A new surgeon examines Judy on September 28th, one who knows more about operating on the intestines than the first guy. She is moaning and semi-conscious from the pain, and Dr. Michael O’Dwyer decides to X-ray her the next day and re-operate. He has the staff inform Cliff.
The X-ray reveals a scary story: her intestines are paralysed. They are not working. They wheel Judy back into the operating room on September 30th. O’Dwyer slices her skin, revealing a nice pink peritoneum. So far things look normal. He slices through the covering over the intestines, and shock halts his hand. Fecal-stained and bloody fluid has flooded her insides from her diaphragm to her pelvis. He touches the small bowel gingerly, now grey-white in colour, not its usual red. It falls apart. Frowning, he looks at the gall bladder. Its wall is necrotic, and bile has stained it and has spilled onto the stomach, the duodenum, and the liver. He notices a number of yellow-grey patches on the liver surface and later as the surgery continues that they are increasing. Wondering how and where the blood flow has stopped, he feels the pulse of first the superior mesenteric artery, the main source of blood supply for the bowels. Nothing. Then he feels the celiac artery. Nothing. The hepatic artery. Nothing. The splenic artery. Again, no pulse. Hesitantly he checks the aorta. It is pulsing away. Relief. Next he examines the colon, the large part of the bowel, and tries to mobilize it. But here too gangrene has set in. He absorbs this information. From the fourth portion of her duodenum all the way down to the cecum, her bowels are dead and her omentum, the fat that sits underneath the stomach, is grey green, lifeless. The contents spilling out of her bowels and the dead tissue have created a rampant infection inside her abdomen.
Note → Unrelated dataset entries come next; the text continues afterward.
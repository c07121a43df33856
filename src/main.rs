//! Spy Game Back binary entrypoint wiring REST routes to the shared key-value store.

use std::{env, net::SocketAddr};

use anyhow::Context;
use axum::Router;
use tokio::net::TcpListener;
use tower_http::{cors::CorsLayer, trace::TraceLayer};
use tracing::{info, warn};
use tracing_subscriber::{layer::SubscriberExt, util::SubscriberInitExt};

use spy_game_back::{
    config::AppConfig,
    dao::{kv_store::StoreBackend, prize::PrizeRepository},
    routes,
    services::{prize_service, storage_supervisor},
    state::{AppState, SharedState},
};

#[tokio::main]
async fn main() -> anyhow::Result<()> {
    init_tracing();

    let config = AppConfig::load();
    let prize_seeds = config.prizes.clone();
    let backend = StoreBackend::from_env();
    info!(?backend, "selected key-value store backend");

    let app_state = AppState::new(config);

    // Seeding runs on every fresh connection; it is a no-op once a pool exists.
    tokio::spawn(storage_supervisor::run(app_state.clone(), move || {
        let seeds = prize_seeds.clone();
        async move {
            let store = backend.connect().await?;
            prize_service::seed_pool(&PrizeRepository::new(store.clone()), &seeds).await;
            Ok(store)
        }
    }));

    let app = build_router(app_state);

    let port = env::var("PORT")
        .or_else(|_| env::var("SERVER_PORT"))
        .ok()
        .and_then(|value| value.parse::<u16>().ok())
        .unwrap_or(8080);

    let addr = SocketAddr::from(([0, 0, 0, 0], port));
    info!(%addr, "starting server");

    let listener = TcpListener::bind(addr).await.context("binding server")?;
    let service = app.into_make_service();
    axum::serve(listener, service)
        .with_graceful_shutdown(shutdown_signal())
        .await
        .context("serving axum")?;

    Ok(())
}

/// Build the top-level router and attach cross-cutting middleware layers.
fn build_router(state: SharedState) -> Router<()> {
    routes::router(state)
        .layer(CorsLayer::permissive())
        .layer(TraceLayer::new_for_http())
}

/// Configure tracing subscribers so logs include spans by default.
fn init_tracing() {
    let env_filter = tracing_subscriber::EnvFilter::try_from_default_env()
        .unwrap_or_else(|_| "info,tower_http=debug".into());
    tracing_subscriber::registry()
        .with(env_filter)
        .with(tracing_subscriber::fmt::layer())
        .init();
}

/// Wait for Ctrl+C or SIGTERM and shut the server down gracefully.
async fn shutdown_signal() {
    #[cfg(unix)]
    {
        use tokio::signal::unix::{SignalKind, signal};

        match signal(SignalKind::terminate()) {
            Ok(mut term) => {
                tokio::select! {
                    _ = tokio::signal::ctrl_c() => {},
                    _ = term.recv() => {},
                }
            }
            Err(err) => {
                warn!(error = %err, "failed to install SIGTERM handler; waiting for Ctrl+C only");
                let _ = tokio::signal::ctrl_c().await;
            }
        }
    }

    #[cfg(not(unix))]
    {
        let _ = tokio::signal::ctrl_c().await;
    }
}
//! Library crate for spy-game-back, exposing modules for binaries and integration tests.

/// Configuration file loading.
pub mod config;
/// Key-value store backends, locks and repositories.
pub mod dao;
/// Request and response bodies.
pub mod dto;
/// Service and HTTP error types.
pub mod error;
/// Axum routers.
pub mod routes;
/// Business operations behind the routes.
pub mod services;
/// Shared state and game rules.
pub mod state;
She’s finished.
Still, something moves him to believe that life is possible and not to stitch her back up with autopsy stitches and send her back to her room to die.
With his scalpel, he swiftly excises 32 feet of dead bowel from the third portion of the duodenum to just above the rectum, as well as the gall bladder. He ties off the cystic artery just in case blood flow returns and it starts to bleed. He hunts for the clot that has created this mess and finds it in the superior mesenteric vein — with blood unable to flow out of the digestive system, it had backed up into the arteries. Eventually, circulation had stopped altogether. That’s how the gangrene set in. He puts in a one-inch Penrose drain, attempts to stitch together the two far-apart stumps of bowel, stitches her wound up, and sends her to Recovery. Now for the hard part.
“We found a previously healthy bowel grey and friable,” he explains to Cliff later in Judy’s room so that both can hear the news in person, not over the impersonal phone. Judy seems comatose. “We had to excise her intestines from the duodenum down to her descending colon. Unfortunately, Mr. Taylor your wife cannot live without bowels. We will of course keep her comfortable.” Cliff reels. Judy cannot die. This crisis is all supposed to be over.